Items listed in a dataset:
_____
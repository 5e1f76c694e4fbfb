//! Rule emission
//!
//! Walks the active pages and emits one header-modification rule per
//! enabled, named header entry. Disabled headers, inactive pages and empty
//! header names are silently skipped; they produce neither a rule nor an
//! error.

use hp_core::rules::{
    ActionKind, HeaderMod, HeaderOperation, ResourceType, Rule, RuleAction, RuleCondition,
    RULE_PRIORITY,
};
use hp_core::types::{HeaderKind, Page};

use crate::alloc::RuleIdAllocator;
use crate::filter::compose_filter;

pub fn compile_rules(pages: &[Page], ids: &mut RuleIdAllocator) -> Vec<Rule> {
    let mut rules = Vec::new();

    for page in pages.iter().filter(|p| p.is_active()) {
        let regex_filter = compose_filter(&page.filters);

        for header in &page.headers {
            if !header.enabled || header.name.is_empty() {
                continue;
            }

            let edit = HeaderMod {
                header: header.name.clone(),
                operation: HeaderOperation::Set,
                value: header.value.clone(),
            };
            let (request_headers, response_headers) = match header.kind {
                HeaderKind::Request => (Some(vec![edit]), None),
                HeaderKind::Response => (None, Some(vec![edit])),
            };

            rules.push(Rule {
                id: ids.allocate(),
                priority: RULE_PRIORITY,
                action: RuleAction {
                    kind: ActionKind::ModifyHeaders,
                    request_headers,
                    response_headers,
                },
                condition: RuleCondition {
                    regex_filter: regex_filter.clone(),
                    resource_types: ResourceType::ALL.to_vec(),
                },
            });
        }
    }

    rules
}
_____
§ **REQUIRED WORK**: In the answer, give the lines from the first line of the data through the line with "pages and empty", exactly as they appear and with no additions.

§ **RESPONSE TO THE TASK**:
repository 5e1f76c694e4fbfb
//! Rule emission
//!
//! Walks the active pages and emits one header-modification rule per
//! enabled, named header entry. Disabled headers, inactive pages and empty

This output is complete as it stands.